Seuls deux tableaux ne ratent pas leur cible (Akhnaten and Nefertiti et Hymn) : dans ces moments-là, l’action est délaissée et l’approche se recentre autour du pouvoir évocateur de la musique ainsi que du charisme mystérieux de ces figures historiques aussi fascinantes qu’étranges. Le duo Néfertiti/Akhnaten avançant l’un vers l’autre dans d’immenses et sobres robes rouges est profondément touchant ; de même que la prière au soleil d’Akhnaten captive l’auditoire de bout en bout, notamment grâce au sublime décor de cette boule immense et ardente vers laquelle s’élève doucement le Pharaon.
© Karen Almond, Met Opera
Côté musique, la réussite est glorieuse et sauve la production. Karen Kamensek fait une entrée fracassante au Met, par son excellente maîtrise du style de Glass. Les réverbérations soutenues, les superpositions d’accents, les jeux de canons : toutes les techniques chères au compositeur américain sont sublimement restituées. Loin du piège mécanique que peut constituer l’aspect répétitif de la musique, la cheffe d’orchestre imprime un remarquable relief à la partition, prodiguant des effets tantôt incisifs tantôt lancinants. Sous sa baguette, la répétition se fait pulsation vivante, travaillée de l’intérieur. Enfin, son choix de tempo est un sans-faute, en ce qui nous concerne.

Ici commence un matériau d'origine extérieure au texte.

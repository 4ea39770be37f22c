use serde::{Deserialize, Serialize};

use super::{DichotomyState, EvaluatedPoint, EvaluationOutcome, FailureReason, Termination};
use crate::error::{CapacityError, ErrorKind};
use crate::evaluation::LimitingElement;

/// Why the search stopped where it did
#[derive(Debug, Clone, Copy, PartialEq, Eq, Serialize, Deserialize, strum::Display)]
#[serde(rename_all = "SCREAMING_SNAKE_CASE")]
#[strum(serialize_all = "SCREAMING_SNAKE_CASE")]
pub enum LimitingCause {
    /// Secure up to the configured maximum value
    SecureLimit,
    /// A network element overloads above the final value
    CriticalBranch,
    GlskLimitation,
    Failure,
    Interrupted,
}

/// Final, immutable outcome of a dichotomy run
#[derive(Debug, Clone, PartialEq, Serialize, Deserialize)]
pub struct DichotomyResult {
    /// Best proven-secure transfer value (MW), absent when none was found
    pub final_value: Option<f64>,
    /// Lowest known non-secure value (MW)
    pub high_bound: Option<f64>,
    pub limiting_cause: LimitingCause,
    #[serde(skip_serializing_if = "Option::is_none")]
    pub limiting_element: Option<LimitingElement>,
    #[serde(skip_serializing_if = "Option::is_none")]
    pub failure: Option<FailureReason>,
    pub evaluated_points: Vec<EvaluatedPoint>,
}

impl DichotomyResult {
    /// The run as an error, when it ended without a usable secure value
    /// or was stopped.
    pub fn error(&self) -> Option<CapacityError> {
        match (&self.failure, self.limiting_cause) {
            (Some(reason), _) => {
                let kind = match reason {
                    FailureReason::InvalidConfiguration(_) | FailureReason::InvalidBracket => {
                        ErrorKind::Configuration
                    }
                    FailureReason::Divergence => ErrorKind::SolverDivergence,
                    FailureReason::Timeout
                    | FailureReason::Solver(_)
                    | FailureReason::BracketGrowthExhausted => ErrorKind::SolverInvocation,
                };
                Some(CapacityError::new(kind, reason.to_string()))
            }
            (None, LimitingCause::Interrupted) => Some(CapacityError::new(
                ErrorKind::Interruption,
                "capacity computation interrupted",
            )),
            (None, LimitingCause::GlskLimitation) if self.final_value.is_none() => Some(
                CapacityError::new(ErrorKind::GlskLimitation, "no secure value within GLSK limits"),
            ),
            (None, LimitingCause::CriticalBranch) if self.final_value.is_none() => {
                Some(CapacityError::new(
                    ErrorKind::NoSecureValue,
                    format!(
                        "network is unsecure down to {:.1}MW",
                        self.high_bound.unwrap_or_default()
                    ),
                ))
            }
            _ => None,
        }
    }

    pub fn to_json(&self) -> serde_json::Result<String> {
        serde_json::to_string_pretty(self)
    }
}

/// Projects a terminal [`DichotomyState`] onto a [`DichotomyResult`]
pub struct ResultAssembler;

impl ResultAssembler {
    pub fn assemble(state: &DichotomyState) -> DichotomyResult {
        let high = state.high();

        let (limiting_cause, failure) = match state.termination() {
            Some(Termination::Failure { reason }) => (LimitingCause::Failure, Some(reason.clone())),
            Some(Termination::Interrupted) => (LimitingCause::Interrupted, None),
            None => match high {
                Some(EvaluationOutcome::GlskLimitation { .. }) => (LimitingCause::GlskLimitation, None),
                Some(_) => (LimitingCause::CriticalBranch, None),
                None => (LimitingCause::SecureLimit, None),
            },
        };

        let limiting_element = match high {
            Some(EvaluationOutcome::Unsecure {
                limiting_element, ..
            }) => Some(limiting_element.clone()),
            _ => None,
        };

        DichotomyResult {
            final_value: state.low(),
            high_bound: high.map(|h| h.probe()),
            limiting_cause,
            limiting_element,
            failure,
            evaluated_points: state.history().to_vec(),
        }
    }
}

Anthony Roth Costanzo maîtrise à la perfection le rôle d’Akhnaten qu’on croirait écrit pour lui. Déjà titulaire lors de la création de la production en 2016, le contre-ténor brille autant dans les moments qui requièrent puissance vocale (Window of Appearance) que les scènes intimistes où la pureté de la voix rappelle que le chanteur excelle également dans le répertoire baroque. Sa présence scénique est bouleversante, ses talents d’acteur lui permettent de transmettre avec grande subtilité bon nombre d’émotions. La mezzo-soprano J’Nai Bridges fait d’excellents débuts au Met . La profondeur de sa voix, ainsi que sa texture sombre et brumeuse, sied parfaitement au rôle de l’envoûtante Néfertiti. Son charisme et son jeu dramatique lui confèrent une prestance magnétique. En Reine Tye, Dísella Lárusdóttir est convaincante même si son costume n’est vraiment pas des plus heureux. Ses talents de chanteuse et d’actrice lui permettent de constituer un très beau trio aux côtés de Bridges et Costanzo.
Le reste de plateau vocal est de très bonne facture ; Will Liverman propose un Horemhab tout en puissance, tandis que le grand prêtre d’Amon trouve en Aaron Blake un très bon interprète. Richard Bernstein en Aye complète efficacement ce trio, par une performance aboutie et crédible. Enfin, Zachary James campe un Amenhotep III de luxe, même s’il a parfois tendance à déclamer de son texte d’une voix par trop chevrotante. Le chœur est également de bonne facture même si sa pugnacité reste perfectible.
Le Met Opera poursuit sur sa lancée Philip Glass et dévoile ces jours-ci sa production de Satyagraha par Phelim McDermott créée en 2008.